Considerable evidence supports a genetic contribution to the development of SLE. Twin studies indicate 25–40% concordance for SLE in monozygotic twins, versus 2% concordance in dizygotic twins4. Significant effects of ethnicity on SLE disease severity have also been reported, for example both Indigenous Australians and patients of Asian ethnicity have markedly increased SLE prevalence and severity5. Microarrays and high-density single nucleotide polymorphism (SNP) genotyping allow genome-wide association studies (GWAS) to be performed on thousands of SLE DNA samples and such studies have implicated several dozen loci in SLE susceptibility6,7. Currently, GWAS studies are estimated to explain 50% of the heritability in SLE8. Although the effect of some disease-associated SNPs can be explained by effects on the coding sequence of a gene, >80% of SLE-associated SNPs are in non-coding DNA6. Interestingly, the non-coding regions containing SLE-associated SNPs show an enrichment in enhancer-associated histone modifications, suggesting their potential importance in driving gene expression and SLE pathogenesis8. Indeed several non-coding variants have been functionally validated using techniques such as luciferase reporter assays and transcription factor binding analysis9,10,11,12,13. The studied SNPs modulate transcription factor binding strength and can thereby affect gene transcription of nearby genes, but also of genes further away via long-range chromatin interactions10. However, these studies only covered a small proportion of all the SLE-associated SNPs in non-coding regions.

Genome-wide association studies can identify SNPs in non-coding regions, but once such a variant is identified, two important factors need to be considered. Firstly, is the SNP causative or just a marker in linkage disequilibrium with the true functional mutation? This can be answered by searching for secondary SNPs in linkage disequilibrium with the associated SNP14 or by bioinformatic screening of GWAS-associated regions to identify putative regulatory elements, which are then more finely combed for variants15.

A second issue arises once a variant is identified in non-coding DNA. How can the variant be screened in a bioinformatics approach for potential functionality?

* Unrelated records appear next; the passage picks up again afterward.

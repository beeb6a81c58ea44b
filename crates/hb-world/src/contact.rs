//! Overlap sets → enter/stay contact edges.
//!
//! Physics engines report a contact once when it begins and then once per
//! step while it persists.  The agent logic depends on that distinction:
//! boundary penalties fire on enter only, feeding fires on every step.

use std::collections::BTreeSet;

use hb_core::ColliderId;

#[derive(Copy, Clone, Debug, PartialEq, Eq, Hash)]
#[cfg_attr(feature = "serde", derive(serde::Serialize, serde::Deserialize))]
pub enum ContactPhase {
    /// First tick of contact.
    Enter,
    /// Contact carried over from the previous tick.
    Stay,
}

/// Tracks which colliders one sensor touched on the previous tick.
#[derive(Clone, Debug, Default)]
pub struct ContactTracker {
    previous: BTreeSet<ColliderId>,
}

impl ContactTracker {
    pub fn new() -> Self {
        Self::default()
    }

    /// Feed this tick's overlap set; returns `(collider, phase)` pairs in
    /// ascending collider order.  Contacts that ended produce nothing.
    pub fn update(
        &mut self,
        touching: impl IntoIterator<Item = ColliderId>,
    ) -> Vec<(ColliderId, ContactPhase)> {
        let current: BTreeSet<ColliderId> = touching.into_iter().collect();
        let edges = current
            .iter()
            .map(|&id| {
                let phase = if self.previous.contains(&id) {
                    ContactPhase::Stay
                } else {
                    ContactPhase::Enter
                };
                (id, phase)
            })
            .collect();
        self.previous = current;
        edges
    }

    /// Forget all contacts (used after teleporting the sensor).
    pub fn clear(&mut self) {
        self.previous.clear();
    }

    pub fn is_touching(&self, id: ColliderId) -> bool {
        self.previous.contains(&id)
    }
}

Attributing a functional effect to non-coding DNA variants is more challenging than for variants in coding DNA. However, predictive tools can be used to map loci that are potential regulatory sites, allowing the identification of non-coding regions that are likely to impact on gene expression. For example, the RegulomeDB database14 integrates factors such as histone modifications, open chromatin, predicted transcription factor binding sites (TFBS) and measured transcription factor binding to estimate the likelihood that a particular genetic variant will affect binding of proteins to the DNA.

Here, we demonstrate an approach that addresses these two factors. We hypothesized that by identifying regions that are predicted sites of transcriptional regulation based on their RegulomeDB score, which are located within loci identified previously by SLE GWAS analyses, we could narrow down the area to be searched for causative mutations, thus allowing identification of novel, functional, variants implicated in SLE susceptibility. We identified 5 such variants, and moreover, showed these variants to have functional effects on gene expression that may be predicted to influence SLE pathogenesis. One such variant was found near the rs9888739 SNP in the ITGAM locus and, like rs9888739, inhibited ITGAM expression. The contribution of dysregulated ITGAM expression in SLE may be, at least in part, due to the novel SNP we identified here.

Results

We hypothesised that in some cases, GWAS studies may identify SNPs that act as markers of susceptibility loci, but which are not in fact the functional polymorphism. In such cases, other unidentified variants that contribute to disease risk may lie in close proximity to the identified SNP, and are essentially masked from discovery and characterisation by their localisation proximal to the existing annotated SNP. Such ‘hidden’ variants have been proposed to contribute to the missing heritability in SLE16. To identify novel rare variants in patients with SLE, we first chose regions identified as SLE susceptibility loci in GWAS studies, then selected loci based on their being predicted regulatory regions as indicated in the RegulomeDB database. These candidate loci containing the GWAS-identified SLE risk SNPs were screened for nucleotide polymorphisms in addition to the previously identified SNP using high resolution melt (HRM) analysis. DNA samples from 143 patients with SLE were screened by HRM for variants in 15 loci previously linked with SLE. As all of these loci contained common SNPs, multiple HRM curves were generated for each sample. In most cases there were three major curves per locus, corresponding to homozygous reference sequence, homozygous variant, and heterozygous reference/variant. As the focus of the research was the identification of rare variants, only curves present in 1–2 DNA samples were chosen for further analysis. Sanger sequencing of each candidate locus revealed seven rare variants (defined as either previously undescribed, or only found in a single individual), five single nucleotide variants and two insertions (Table 3).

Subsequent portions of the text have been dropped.